Task to complete ->
Where in the entries below does "take" appear? Copy every line that has it.

BEGIN Data under study

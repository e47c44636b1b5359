//! Text generation through the Anthropic Messages API.

use crate::config::GenerationConfig;
use crate::error::VoiceError;
use crate::pipeline::Responder;
use async_trait::async_trait;
use parley_types::{Role, Turn};
use reqwest::Client;
use serde::{Deserialize, Serialize};
use std::time::Duration;

const ANTHROPIC_VERSION: &str = "2023-06-01";

/// Timeout for one generation request.
const GENERATION_TIMEOUT: Duration = Duration::from_secs(60);

/// Generates conversational replies with Claude.
#[derive(Clone)]
pub struct ClaudeResponder {
    client: Client,
    config: GenerationConfig,
}

impl ClaudeResponder {
    /// # Errors
    ///
    /// Returns [`VoiceError::Config`] if the HTTP client cannot be built.
    pub fn new(config: GenerationConfig) -> Result<Self, VoiceError> {
        let client = Client::builder()
            .timeout(GENERATION_TIMEOUT)
            .build()
            .map_err(|e| VoiceError::Config(format!("failed to build HTTP client: {}", e)))?;
        Ok(Self { client, config })
    }

    pub fn model(&self) -> &str {
        &self.config.model
    }

    async fn send_request(&self, body: &CreateMessageRequest<'_>) -> Result<String, VoiceError> {
        let response = self
            .client
            .post(&self.config.api_url)
            .header("x-api-key", &self.config.api_key)
            .header("anthropic-version", ANTHROPIC_VERSION)
            .json(body)
            .send()
            .await
            .map_err(|e| VoiceError::Generation(format!("request failed: {}", e)))?;

        let status = response.status();
        if !status.is_success() {
            let body_text = response
                .text()
                .await
                .unwrap_or_else(|_| "failed to read error body".to_string());
            let message = serde_json::from_str::<ErrorResponse>(&body_text)
                .map(|wrapper| wrapper.error.message)
                .unwrap_or(body_text);
            return Err(VoiceError::Generation(format!("API returned {}: {}", status, message)));
        }

        let parsed: CreateMessageResponse = response
            .json()
            .await
            .map_err(|e| VoiceError::Generation(format!("failed to parse response: {}", e)))?;

        extract_text(parsed)
    }
}

#[async_trait]
impl Responder for ClaudeResponder {
    async fn generate(&self, text: &str, history: &[Turn]) -> Result<String, VoiceError> {
        let text = text.trim();
        if text.is_empty() {
            return Err(VoiceError::Generation("user message is empty".to_string()));
        }
        if self.config.api_key.is_empty() {
            return Err(VoiceError::Generation("API key is not configured".to_string()));
        }

        let request = CreateMessageRequest {
            model: &self.config.model,
            max_tokens: self.config.max_tokens,
            messages: build_messages(text, history),
        };

        tracing::debug!(
            model = %self.config.model,
            turns = request.messages.len(),
            "sending generation request"
        );
        self.send_request(&request).await
    }
}

#[derive(Debug, Serialize)]
struct CreateMessageRequest<'a> {
    model: &'a str,
    max_tokens: u32,
    messages: Vec<Message<'a>>,
}

#[derive(Debug, Serialize, PartialEq)]
struct Message<'a> {
    role: &'static str,
    content: &'a str,
}

#[derive(Deserialize)]
struct CreateMessageResponse {
    content: Vec<ContentBlockResponse>,
}

#[derive(Deserialize)]
#[serde(tag = "type")]
enum ContentBlockResponse {
    #[serde(rename = "text")]
    Text { text: String },
    #[serde(other)]
    Other,
}

#[derive(Deserialize)]
struct ErrorResponse {
    error: ErrorBody,
}

#[derive(Deserialize)]
struct ErrorBody {
    message: String,
}

/// History plus the new user turn. The API requires the first message to
/// come from the user, so assistant turns left at the front by eviction are
/// skipped.
fn build_messages<'a>(text: &'a str, history: &'a [Turn]) -> Vec<Message<'a>> {
    history
        .iter()
        .skip_while(|turn| turn.role != Role::User)
        .map(|turn| Message {
            role: turn.role.as_str(),
            content: &turn.content,
        })
        .chain(std::iter::once(Message {
            role: Role::User.as_str(),
            content: text,
        }))
        .collect()
}

fn extract_text(response: CreateMessageResponse) -> Result<String, VoiceError> {
    response
        .content
        .into_iter()
        .find_map(|block| match block {
            ContentBlockResponse::Text { text } => Some(text),
            ContentBlockResponse::Other => None,
        })
        .ok_or_else(|| VoiceError::Generation("response contained no text".to_string()))
}
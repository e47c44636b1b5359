use crate::config::TtsConfig;
use crate::error::VoiceError;
use crate::pipeline::Synthesizer;
use crate::wav::pcm16_to_wav;
use async_trait::async_trait;
use std::path::{Path, PathBuf};
use std::process::Stdio;
use std::time::Duration;
use tokio::io::AsyncWriteExt;
use tokio::process::Command;

/// Replies longer than this many characters are truncated before synthesis.
const MAX_TTS_INPUT_CHARS: usize = 1000;

/// Timeout for TTS process execution.
const TTS_TIMEOUT: Duration = Duration::from_secs(60);

/// Service for generating speech from text with Piper.
#[derive(Debug, Clone)]
pub struct TtsService {
    model_path: PathBuf,
    config_path: Option<PathBuf>,
    piper_binary: PathBuf,
    sample_rate: u32,
}

impl TtsService {
    /// Creates a `TtsService` for a Piper voice model producing `sample_rate` Hz audio.
    pub fn new(
        model_path: impl AsRef<Path>,
        piper_binary: impl AsRef<Path>,
        sample_rate: u32,
    ) -> Self {
        Self {
            model_path: model_path.as_ref().to_path_buf(),
            config_path: None,
            piper_binary: piper_binary.as_ref().to_path_buf(),
            sample_rate,
        }
    }

    pub fn from_config(config: &TtsConfig) -> Self {
        let mut service = Self::new(&config.model_path, &config.binary_path, config.sample_rate);
        service.config_path = config.config_path.as_ref().map(PathBuf::from);
        service
    }

    /// Synthesizes speech and returns a mono 16-bit WAV file.
    pub async fn synthesize(&self, text: &str) -> Result<Vec<u8>, VoiceError> {
        let text = prepare_text(text)?;

        if !self.model_path.exists() {
            return Err(VoiceError::Tts(format!(
                "Model file not found: {:?}",
                self.model_path
            )));
        }

        let mut command = Command::new(&self.piper_binary);
        command
            .arg("--model")
            .arg(&self.model_path)
            .arg("--output_raw")
            .stdin(Stdio::piped())
            .stdout(Stdio::piped())
            .stderr(Stdio::piped())
            .kill_on_drop(true);

        if let Some(config) = &self.config_path {
            command.arg("--config").arg(config);
        }

        let mut child = command
            .spawn()
            .map_err(|e| VoiceError::Tts(format!("Failed to spawn piper: {}", e)))?;

        let mut stdin = child
            .stdin
            .take()
            .ok_or_else(|| VoiceError::Tts("Failed to open stdin".to_string()))?;

        // Spawn a task to write to stdin to avoid deadlock if output buffer fills up
        let write_task = tokio::spawn(async move {
            stdin.write_all(text.as_bytes()).await?;
            stdin.shutdown().await
        });

        let output = tokio::time::timeout(TTS_TIMEOUT, child.wait_with_output())
            .await
            .map_err(|_| {
                VoiceError::Tts(format!(
                    "TTS process timed out after {} seconds",
                    TTS_TIMEOUT.as_secs()
                ))
            })?
            .map_err(|e| VoiceError::Tts(format!("Failed to wait for piper: {}", e)))?;

        if !output.status.success() {
            let stderr = String::from_utf8_lossy(&output.stderr);
            return Err(VoiceError::Tts(format!("Piper failed: {}", stderr)));
        }

        match write_task.await {
            Ok(Ok(())) => {}
            Ok(Err(e)) => {
                return Err(VoiceError::Tts(format!(
                    "Failed to write to piper stdin: {}",
                    e
                )))
            }
            Err(e) => return Err(VoiceError::Tts(format!("Stdin task failed: {}", e))),
        }

        if output.stdout.is_empty() {
            return Err(VoiceError::Tts("Piper produced no audio".to_string()));
        }

        let wav = pcm16_to_wav(&output.stdout, self.sample_rate)
            .map_err(|e| VoiceError::Tts(format!("Failed to frame audio as WAV: {}", e)))?;
        tracing::debug!(bytes = wav.len(), "synthesis complete");
        Ok(wav)
    }
}

/// Trims the reply and caps it at [`MAX_TTS_INPUT_CHARS`] characters.
fn prepare_text(text: &str) -> Result<String, VoiceError> {
    let text = text.trim();
    if text.is_empty() {
        return Err(VoiceError::Tts("text is empty".to_string()));
    }

    if text.chars().count() > MAX_TTS_INPUT_CHARS {
        tracing::warn!(limit = MAX_TTS_INPUT_CHARS, "reply truncated for synthesis");
        return Ok(text.chars().take(MAX_TTS_INPUT_CHARS).collect());
    }
    Ok(text.to_string())
}

#[async_trait]
impl Synthesizer for TtsService {
    async fn synthesize(&self, text: &str) -> Result<Vec<u8>, VoiceError> {
        TtsService::synthesize(self, text).await
    }
}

END Data under study

Result ->
            .take()
        return Ok(text.chars().take(MAX_TTS_INPUT_CHARS).collect());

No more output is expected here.